Now that the Timberland acquisition is running on cruise control, investors should expect V.F. Corp to shop around for a new deal.
V.F. Corp's $17 billion in revenue by fiscal 2017 appears to be feasible, but further acquisitions may be necessary to achieve its goals.
V.F. Corp's long-term guidance assumes a more than 10% compounded annual revenue growth through 2017, of which 8% will be organic growth and 2% growth from acquisitions. As of the end of the first quarter, V.F. Corp reported $321.67 million in cash on hand and $1.25 billion revolving credit (valid until 2016), implying that an acquisition could be forthcoming
During V.F. Corp's first quarter conference call, the company's Chief Financial Officer Bob Shearer made it perfectly the company is actively pursuing an acquisition. When Laurent Vasilescu of Macquarie Securities asked management to explain its M&A plans, Shearer answered:
And I will deal with the acquisition question. And how we think about acquisition targets, and we think about it a lot, and yes, we have a list. But we think about brands that are complementary to our brand portfolio that help us reach customers/consumers. We are not engaged with at this point. Or to build us out in spaces that we are close to being in but we don't have enough share of that space.
We are agnostic as to geography, we would buy a business anywhere in the world if it was complementary to our brand portfolio. And the size aspect given our current size bigger deals, fewer bigger deals would be better for us to do.
What about Quicksilver?
Quicksilver (NASDAQOTH:ZQKSQ) reported very poor second quarter results on June 2, with revenue and earnings per share falling short of analyst expectations.

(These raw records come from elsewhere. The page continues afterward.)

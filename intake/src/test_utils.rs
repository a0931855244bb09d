//! Shared fixtures for unit and HTTP tests.

use async_trait::async_trait;
use axum_test::TestServer;
use std::sync::{Arc, Mutex};
use tokio::sync::Notify;

use crate::config::{Config, StoreConfig};
use crate::db::errors::{DbError, Result};
use crate::db::models::submissions::FamilySubmission;
use crate::form::{FamilyForm, FormController, FormField};
use crate::store::SubmissionStore;

pub fn sample_submission() -> FamilySubmission {
    FamilySubmission {
        family_name: "Rivera".to_string(),
        number_of_adults: 2,
        number_of_children: 3,
        street_address: "12 Elm Street".to_string(),
        city: "Springfield".to_string(),
        zip_code: "02134".to_string(),
        phone_number: "555-0100".to_string(),
        email_address: "rivera@example.com".to_string(),
    }
}

/// The sample submission as raw form input, in field order.
pub fn sample_form_pairs() -> Vec<(String, String)> {
    let form = sample_form();
    FormField::ALL
        .into_iter()
        .map(|field| (field.name().to_string(), form.value(field)))
        .collect()
}

pub fn sample_form() -> FamilyForm {
    let record = sample_submission();
    FamilyForm {
        family_name: record.family_name,
        number_of_adults: record.number_of_adults,
        number_of_children: record.number_of_children,
        street_address: record.street_address,
        city: record.city,
        zip_code: record.zip_code,
        phone_number: record.phone_number,
        email_address: record.email_address,
    }
}

/// Type the sample submission into a controller, one field at a time.
pub fn fill_sample(controller: &FormController) {
    for (name, value) in sample_form_pairs() {
        controller.update_field(&name, &value).expect("sample fields are known");
    }
}

pub fn create_test_config() -> Config {
    Config {
        host: "127.0.0.1".to_string(),
        port: 0,
        store: StoreConfig::Memory,
        ..Default::default()
    }
}

/// A test server over an empty in-memory store.
pub async fn create_test_app() -> TestServer {
    crate::Application::new(create_test_config())
        .await
        .expect("Failed to create application")
        .into_test_server()
}

/// What a [`ScriptedStore`] answers when asked for its row count.
#[derive(Debug, Clone, Copy, PartialEq, Eq)]
pub enum CountScript {
    Value(u64),
    Fail,
    Panic,
}

/// A store with a fixed, scripted count that records every call.
///
/// The count never changes on insert, which makes it easy to pin a scenario like "499 rows
/// already stored". A gated store blocks every count until the returned [`Notify`] fires.
#[derive(Debug)]
pub struct ScriptedStore {
    count: Mutex<CountScript>,
    fail_inserts: bool,
    gate: Option<Arc<Notify>>,
    calls: Mutex<Vec<&'static str>>,
    inserted: Mutex<Vec<FamilySubmission>>,
}

impl ScriptedStore {
    pub fn new(count: CountScript) -> Self {
        Self {
            count: Mutex::new(count),
            fail_inserts: false,
            gate: None,
            calls: Mutex::new(Vec::new()),
            inserted: Mutex::new(Vec::new()),
        }
    }

    pub fn failing_inserts(mut self) -> Self {
        self.fail_inserts = true;
        self
    }

    pub fn gated(mut self) -> (Self, Arc<Notify>) {
        let gate = Arc::new(Notify::new());
        self.gate = Some(gate.clone());
        (self, gate)
    }

    pub fn set_count(&self, count: CountScript) {
        *self.count.lock().unwrap() = count;
    }

    /// Store calls so far, in order: `"count"` or `"insert"`
    pub fn calls(&self) -> Vec<&'static str> {
        self.calls.lock().unwrap().clone()
    }

    pub fn insert_calls(&self) -> usize {
        self.calls().iter().filter(|call| **call == "insert").count()
    }

    /// Records accepted by successful inserts
    pub fn inserted(&self) -> Vec<FamilySubmission> {
        self.inserted.lock().unwrap().clone()
    }
}

#[async_trait]
impl SubmissionStore for ScriptedStore {
    fn backend(&self) -> &'static str {
        "scripted"
    }

    async fn count_submissions(&self) -> Result<u64> {
        self.calls.lock().unwrap().push("count");
        if let Some(gate) = &self.gate {
            gate.notified().await;
        }

        let script = *self.count.lock().unwrap();
        match script {
            CountScript::Value(count) => Ok(count),
            CountScript::Fail => Err(DbError::Other(anyhow::anyhow!("scripted count failure"))),
            CountScript::Panic => panic!("scripted count panic"),
        }
    }

    async fn insert_submission(&self, record: &FamilySubmission) -> Result<()> {
        self.calls.lock().unwrap().push("insert");
        if self.fail_inserts {
            return Err(DbError::Rejected {
                status: 400,
                body: "scripted insert failure".to_string(),
            });
        }
        self.inserted.lock().unwrap().push(record.clone());
        Ok(())
    }
}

Quicksilver reported that its Americas revenue fell 18% year-over-year with declining sales also reported internationally. Additionally, management guided to a similar sales trend in the second half of 2014 with revenues declining in North America and internationally.
Quicksilver also said that its 2016 financial goal of improving its EBITDA by $150 million has been pushed forward to 2017.
As shares of Quicksilver were absolutely hammered on the trading day following earnings and lost more than 40% of their value, the company could be an attractive acquisition target. In fact, V.F. Corp may be interested in Quicksilver following its unsuccessful bid for Billabong.
Despite a poor second quarter, Quicksilver still has a strong action sports brand that compliments V.F. Corp's existing portfolio. Perhaps the most attractive aspect to Quicksilver's portfolio is the Roxy brand that should benefit from a strong industry-wide performance. Companies like Dick's Sporting Goods reported significant strength in sales of apparel and footwear to kids and women, which bodes well for the Roxy brand.
Acquisitions will play a vital role in V.F. Corp's growth strategy, and Quicksilver may appear to be an ideal fit. V.F. Corp has demonstrated an ability to acquire complimentary brands that fuel growth at reasonable prices. V.F. Corp could easily finance an acquisition of Quicksilver with its cash on hand and available credit.
Back in 2011, V.F. Corp paid $2.3 billion for Timberland, implying a 1.3 times multiple on 2011 consensus revenue. The price tag on V.F. Corp's $775 acquisition of 7 For All Mankind represents an approximate 2.6 times multiple on 2007 annual sales.
The price tag to acquire Quicksilver would be north of $2 billion based on a 1.3 multiple of 2014's estimated $1.7 billion in sales. This may appear to be a steep price to pay, but consider Quicksilver's current market cap of around $620 million. A more realistic multiple of 0.9 times sales places a $1.53 billion price tag on a deal, implying an attractive premium for investors.